===== Source records =====

//! # Deposit Registry
//!
//! Keeps every deposit ever made to the deposit contract, verified and persisted in an
//! [`EventCache`], together with an incremental deposit tree that must reproduce the contract's
//! `get_deposit_root`.
//!
//! The cache trails the head by [`DEPOSIT_EVENTS_CACHE_LAG_BLOCKS`] so persisted data is unlikely to
//! be reorganized. Deposits above the cache are fetched fresh for every cycle and checked against
//! the head block hash and the contract root before anyone relies on them.

use std::sync::Arc;

use alloy::primitives::B256;
use alloy::rpc::types::Filter;
use alloy::sol_types::SolEvent;
use guardian_core::deposit::{DepositedEvents, EventGroup, VerifiedDepositEvent, VerifiedDepositEventGroup};
use guardian_core::ssz::DepositTree;
use log::{error, info, warn};
use snafu::{ResultExt, Snafu};

use crate::contracts::{DepositContract, IDepositContract};
use crate::deposit_verifier::{DepositVerifier, RawDepositEvent, VerifierError};
use crate::event_cache::{CacheError, Consistency, EventCache};
use crate::fatal::Fatal;
use crate::metrics::GuardianMetrics;
use crate::provider::{BlockTag, ProviderError, ResilientProvider};

/// Blocks fetched per historical `eth_getLogs` request.
pub const DEPOSIT_EVENTS_STEP: u64 = 10_000;

/// Distance between the head and the last persisted block.
pub const DEPOSIT_EVENTS_CACHE_LAG_BLOCKS: u64 = 100;

/// The persisted cache is extended once it trails `head - lag` by at least this many blocks.
pub const DEPOSIT_EVENTS_CACHE_UPDATE_BLOCK_RATE: u64 = 10;

/// Cache file name of the deposit registry.
pub const DEPOSIT_CACHE_KEY: &str = "deposits";

/// Block the deposit contract was deployed at.
pub fn deposit_deployment_block(chain_id: u64) -> Option<u64> {
    match chain_id {
        1 => Some(11_052_984),
        5 => Some(4_367_322),
        17000 | 560048 => Some(0),
        _ => None,
    }
}

/// Errors returned by [`DepositRegistry`].
#[derive(Debug, Snafu)]
#[snafu(visibility(pub))]
pub enum DepositRegistryError {
    /// A chain read failed.
    #[snafu(display("Deposit registry RPC failure: {source}"))]
    Provider {
        /// Provider error.
        source: ProviderError,
    },

    /// A deposit log could not be decoded.
    #[snafu(display("{source}"))]
    Verifier {
        /// Verifier error.
        source: VerifierError,
    },

    /// The cache rejected an update.
    #[snafu(display("Deposit cache update failed: {source}"))]
    Cache {
        /// Cache error.
        source: CacheError,
    },

    /// Verification was interrupted.
    #[snafu(display("Deposit verification task failed: {source}"))]
    Join {
        /// Task error.
        source: tokio::task::JoinError,
    },

    /// The cached deposits do not reproduce the contract root.
    #[snafu(display(
        "Deposit tree root {tree_root} does not match contract root {contract_root} at block {block_number}"
    ))]
    RootMismatch {
        /// Block the roots were compared at.
        block_number: u64,
        /// Root of the locally built tree.
        tree_root: B256,
        /// Root reported by the contract.
        contract_root: B256,
    },
}

impl DepositRegistryError {
    /// The fatal condition behind this error, if any.
    pub fn fatal(&self) -> Option<Fatal> {
        match self {
            DepositRegistryError::Verifier { source } => Some(Fatal::MalformedChainData {
                message: source.to_string(),
            }),
            _ => None,
        }
    }
}

/// Result alias of this module.
pub type Result<T, E = DepositRegistryError> = std::result::Result<T, E>;

fn build_tree(events: &[VerifiedDepositEvent]) -> DepositTree {
    let mut tree = DepositTree::new();
    for event in events {
        tree.insert(event.event.deposit_data_root);
    }
    tree
}

/// Verified deposit history with an integrity-checked deposit tree.
#[derive(Debug)]
pub struct DepositRegistry {
    provider: ResilientProvider,
    contract: DepositContract,
    verifier: Arc<DepositVerifier>,
    cache: EventCache<VerifiedDepositEvent>,
    tree: DepositTree,
    metrics: GuardianMetrics,
}

impl DepositRegistry {
    /// Creates a registry on top of a loaded cache.
    pub fn new(
        provider: ResilientProvider,
        contract: DepositContract,
        verifier: DepositVerifier,
        cache: EventCache<VerifiedDepositEvent>,
        metrics: GuardianMetrics,
    ) -> Self {
        let tree = build_tree(cache.events());
        Self {
            provider,
            contract,
            verifier: Arc::new(verifier),
            cache,
            tree,
            metrics,
        }
    }

    /// The persisted deposit history.
    pub fn cache(&self) -> &EventCache<VerifiedDepositEvent> {
        &self.cache
    }

    /// Cleans stale cache artifacts and brings the cache up to date.
    pub async fn initialize(&mut self) -> Result<()> {
        self.cache.remove_stale_artifacts();
        info!(
            "📦 Deposit cache holds {} events up to block {}",
            self.cache.len(),
            self.cache.end_block()
        );
        self.update_events_cache().await
    }

    /// Extends the cache once it is [`DEPOSIT_EVENTS_CACHE_UPDATE_BLOCK_RATE`] blocks behind its
    /// target, whichever heads the caller happens to observe.
    pub async fn handle_new_block(&mut self, block_number: u64) -> Result<()> {
        let target = block_number.saturating_sub(DEPOSIT_EVENTS_CACHE_LAG_BLOCKS);
        if target.saturating_sub(self.cache.end_block()) < DEPOSIT_EVENTS_CACHE_UPDATE_BLOCK_RATE {
            return Ok(());
        }
        self.update_events_cache().await
    }

    /// Fetches, verifies and persists deposits up to `head - lag`, then checks the tree root.
    pub async fn update_events_cache(&mut self) -> Result<()> {
        let head = self.provider.block_number().await.context(ProviderSnafu)?;
        if !self.cache.validate_against_head(head) {
            warn!(
                "⚠️ Deposit cache ends at {} which is ahead of head {}, skipping update",
                self.cache.end_block(),
                head
            );
            return Ok(());
        }

        self.repair_reorganized_tail().await?;

        let to_block = head.saturating_sub(DEPOSIT_EVENTS_CACHE_LAG_BLOCKS);
        let mut from_block = self.cache.end_block() + 1;
        while from_block <= to_block {
            let chunk_end = to_block.min(from_block + DEPOSIT_EVENTS_STEP - 1);
            let group = self.fetch_events(from_block, chunk_end).await?;
            let count = group.events.len();
            let roots: Vec<B256> = group
                .events
                .iter()
                .map(|e| e.event.deposit_data_root)
                .collect();

            self.cache.extend(group.events, chunk_end).context(CacheSnafu)?;
            for root in roots {
                self.tree.insert(root);
            }
            info!(
                "📥 Cached {count} deposits for blocks {from_block}..={chunk_end} ({} total)",
                self.cache.len()
            );
            from_block = chunk_end + 1;
        }

        self.metrics
            .deposit_events_cached
            .set(self.cache.len() as i64);
        self.metrics
            .invalid_deposit_events
            .set(self.cache.events().iter().filter(|e| !e.valid).count() as i64);

        self.check_integrity().await
    }

    async fn repair_reorganized_tail(&mut self) -> Result<()> {
        while let Some((block_number, _)) = self.cache.checkpoint() {
            let block = self
                .provider
                .get_block(BlockTag::Number(block_number))
                .await
                .context(ProviderSnafu)?;
            match self.cache.detect_inconsistency(block.hash) {
                Consistency::Consistent | Consistency::NoCheckpoint => break,
                Consistency::Reorganized { cached_hash, .. } => {
                    warn!(
                        "⚠️ Cached deposit block {block_number} ({cached_hash}) was reorganized, rewinding"
                    );
                    self.cache.rewind().context(CacheSnafu)?;
                    self.tree = build_tree(self.cache.events());
                }
            }
        }
        Ok(())
    }

    async fn check_integrity(&mut self) -> Result<()> {
        let block_number = self.cache.end_block();
        let contract_root = self
            .contract
            .get_deposit_root(BlockTag::Number(block_number))
            .await
            .context(ProviderSnafu)?;
        let tree_root = self.tree.root();
        if tree_root != contract_root {
            error!(
                "❌ Deposit tree root {tree_root} differs from contract root {contract_root} at block {block_number}, resetting cache"
            );
            self.cache.reset();
            self.tree = DepositTree::new();
            return RootMismatchSnafu {
                block_number,
                tree_root,
                contract_root,
            }
            .fail();
        }
        Ok(())
    }

    /// Fetches and verifies deposits in `from_block..=to_block`.
    pub async fn fetch_events(
        &self,
        from_block: u64,
        to_block: u64,
    ) -> Result<VerifiedDepositEventGroup> {
        let filter = Filter::new()
            .address(self.contract.address())
            .event_signature(IDepositContract::DepositEvent::SIGNATURE_HASH);
        let provider = &self.provider;
        let logs = provider
            .fetch_events_fall_over(from_block, to_block, |start, end| {
                let filter = filter.clone().from_block(start).to_block(end);
                async move { provider.get_logs(&filter).await }
            })
            .await
            .context(ProviderSnafu)?;

        let raws = logs
            .iter()
            .map(RawDepositEvent::from_log)
            .collect::<std::result::Result<Vec<_>, _>>()
            .context(VerifierSnafu)?;

        let verifier = self.verifier.clone();
        let mut events = tokio::task::spawn_blocking(move || verifier.verify_all(&raws))
            .await
            .context(JoinSnafu)?
            .context(VerifierSnafu)?;
        events.sort_by_key(|e| e.event.position());

        Ok(EventGroup::new(events, from_block, to_block))
    }

    /// Every deposit up to `block_number`, with the integrity verdict for that block.
    ///
    /// Valid only when the cache is not ahead of the block, fresh deposits at the block carry
    /// `block_hash`, and the tree over all deposits matches the contract root at `block_hash`.
    pub async fn get_all_deposited_events(
        &self,
        block_number: u64,
        block_hash: B256,
    ) -> Result<DepositedEvents> {
        let end_block = self.cache.end_block();
        let mut is_valid = self.cache.validate_against_head(block_number);
        let mut group = EventGroup::new(
            self.cache.events().to_vec(),
            self.cache.headers().start_block,
            end_block,
        );
        let mut tree = self.tree.clone();

        if end_block < block_number {
            let fresh = self.fetch_events(end_block + 1, block_number).await?;
            let reorganized = fresh
                .events
                .iter()
                .any(|e| e.event.block_number == block_number && e.event.block_hash != block_hash);
            if reorganized {
                warn!("⚠️ Fresh deposits at block {block_number} belong to another fork");
                is_valid = false;
            }
            for event in &fresh.events {
                tree.insert(event.event.deposit_data_root);
            }
            group.append(fresh);
        }

        if is_valid {
            let contract_root = self
                .contract
                .get_deposit_root(BlockTag::canonical(block_hash))
                .await
                .context(ProviderSnafu)?;
            if contract_root != tree.root() {
                warn!(
                    "⚠️ Deposit root {contract_root} at block {block_number} does not match {} known deposits",
                    tree.node_count()
                );
                is_valid = false;
            }
        }

        Ok(DepositedEvents { group, is_valid })
    }
}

=====

• **Exercise description**
Each line that includes the word "does" counts once; report how many such lines the entries have, and nothing else.

• **Answer box**
2